*To do:* Each entry, in full: reproduce it exactly.

*Task material:*
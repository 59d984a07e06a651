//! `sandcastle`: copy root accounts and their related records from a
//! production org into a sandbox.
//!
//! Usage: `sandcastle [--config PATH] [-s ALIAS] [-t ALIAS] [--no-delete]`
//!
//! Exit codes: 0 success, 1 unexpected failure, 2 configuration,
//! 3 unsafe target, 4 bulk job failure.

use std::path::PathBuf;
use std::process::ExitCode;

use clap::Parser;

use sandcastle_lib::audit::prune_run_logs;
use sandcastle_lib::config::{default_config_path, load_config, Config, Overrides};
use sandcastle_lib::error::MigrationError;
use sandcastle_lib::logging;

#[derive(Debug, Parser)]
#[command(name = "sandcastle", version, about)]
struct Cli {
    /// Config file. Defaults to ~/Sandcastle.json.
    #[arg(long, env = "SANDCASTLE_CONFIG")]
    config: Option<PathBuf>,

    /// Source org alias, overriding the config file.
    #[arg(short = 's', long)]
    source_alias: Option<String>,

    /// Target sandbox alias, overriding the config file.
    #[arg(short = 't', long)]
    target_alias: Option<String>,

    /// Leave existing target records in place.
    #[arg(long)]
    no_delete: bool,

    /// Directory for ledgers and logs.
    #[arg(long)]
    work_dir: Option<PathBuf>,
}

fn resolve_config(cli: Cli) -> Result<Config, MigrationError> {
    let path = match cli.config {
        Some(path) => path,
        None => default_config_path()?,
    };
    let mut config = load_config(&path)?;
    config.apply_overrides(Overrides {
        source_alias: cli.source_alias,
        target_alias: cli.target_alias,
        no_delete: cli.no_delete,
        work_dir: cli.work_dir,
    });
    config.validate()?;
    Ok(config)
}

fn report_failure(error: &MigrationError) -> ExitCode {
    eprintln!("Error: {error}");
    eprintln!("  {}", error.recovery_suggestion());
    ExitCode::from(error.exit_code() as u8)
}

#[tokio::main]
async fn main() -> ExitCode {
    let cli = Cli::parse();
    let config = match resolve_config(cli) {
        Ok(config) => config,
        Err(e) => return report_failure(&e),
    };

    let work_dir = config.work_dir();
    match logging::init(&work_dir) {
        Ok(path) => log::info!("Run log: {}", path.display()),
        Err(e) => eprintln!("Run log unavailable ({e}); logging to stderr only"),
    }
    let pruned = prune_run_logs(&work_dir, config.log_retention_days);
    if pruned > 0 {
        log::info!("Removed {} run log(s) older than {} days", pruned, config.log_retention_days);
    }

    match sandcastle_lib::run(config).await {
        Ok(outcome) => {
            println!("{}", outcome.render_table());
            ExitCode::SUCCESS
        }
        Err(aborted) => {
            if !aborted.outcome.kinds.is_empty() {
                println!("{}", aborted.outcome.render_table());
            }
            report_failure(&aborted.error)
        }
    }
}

*Solution to the exercise:*
repository 59d984a07e06a651
//! `sandcastle`: copy root accounts and their related records from a
//! production org into a sandbox.
//!
//! Usage: `sandcastle [--config PATH] [-s ALIAS] [-t ALIAS] [--no-delete]`
//!
//! Exit codes: 0 success, 1 unexpected failure, 2 configuration,
//! 3 unsafe target, 4 bulk job failure.

use std::path::PathBuf;
use std::process::ExitCode;

use clap::Parser;

use sandcastle_lib::audit::prune_run_logs;
use sandcastle_lib::config::{default_config_path, load_config, Config, Overrides};
use sandcastle_lib::error::MigrationError;
use sandcastle_lib::logging;

#[derive(Debug, Parser)]
#[command(name = "sandcastle", version, about)]
struct Cli {
    /// Config file. Defaults to ~/Sandcastle.json.
    #[arg(long, env = "SANDCASTLE_CONFIG")]
    config: Option<PathBuf>,

    /// Source org alias, overriding the config file.
    #[arg(short = 's', long)]
    source_alias: Option<String>,

    /// Target sandbox alias, overriding the config file.
    #[arg(short = 't', long)]
    target_alias: Option<String>,

    /// Leave existing target records in place.
    #[arg(long)]
    no_delete: bool,

    /// Directory for ledgers and logs.
    #[arg(long)]
    work_dir: Option<PathBuf>,
}

fn resolve_config(cli: Cli) -> Result<Config, MigrationError> {
    let path = match cli.config {
        Some(path) => path,
        None => default_config_path()?,
    };
    let mut config = load_config(&path)?;
    config.apply_overrides(Overrides {
        source_alias: cli.source_alias,
        target_alias: cli.target_alias,
        no_delete: cli.no_delete,
        work_dir: cli.work_dir,
    });
    config.validate()?;
    Ok(config)
}

fn report_failure(error: &MigrationError) -> ExitCode {
    eprintln!("Error: {error}");
    eprintln!("  {}", error.recovery_suggestion());
    ExitCode::from(error.exit_code() as u8)
}

#[tokio::main]
async fn main() -> ExitCode {
    let cli = Cli::parse();
    let config = match resolve_config(cli) {
        Ok(config) => config,
        Err(e) => return report_failure(&e),
    };

    let work_dir = config.work_dir();
    match logging::init(&work_dir) {
        Ok(path) => log::info!("Run log: {}", path.display()),
        Err(e) => eprintln!("Run log unavailable ({e}); logging to stderr only"),
    }
    let pruned = prune_run_logs(&work_dir, config.log_retention_days);
    if pruned > 0 {
        log::info!("Removed {} run log(s) older than {} days", pruned, config.log_retention_days);
    }

    match sandcastle_lib::run(config).await {
        Ok(outcome) => {
            println!("{}", outcome.render_table());
            ExitCode::SUCCESS
        }
        Err(aborted) => {
            if !aborted.outcome.kinds.is_empty() {
                println!("{}", aborted.outcome.render_table());
            }
            report_failure(&aborted.error)
        }
    }
}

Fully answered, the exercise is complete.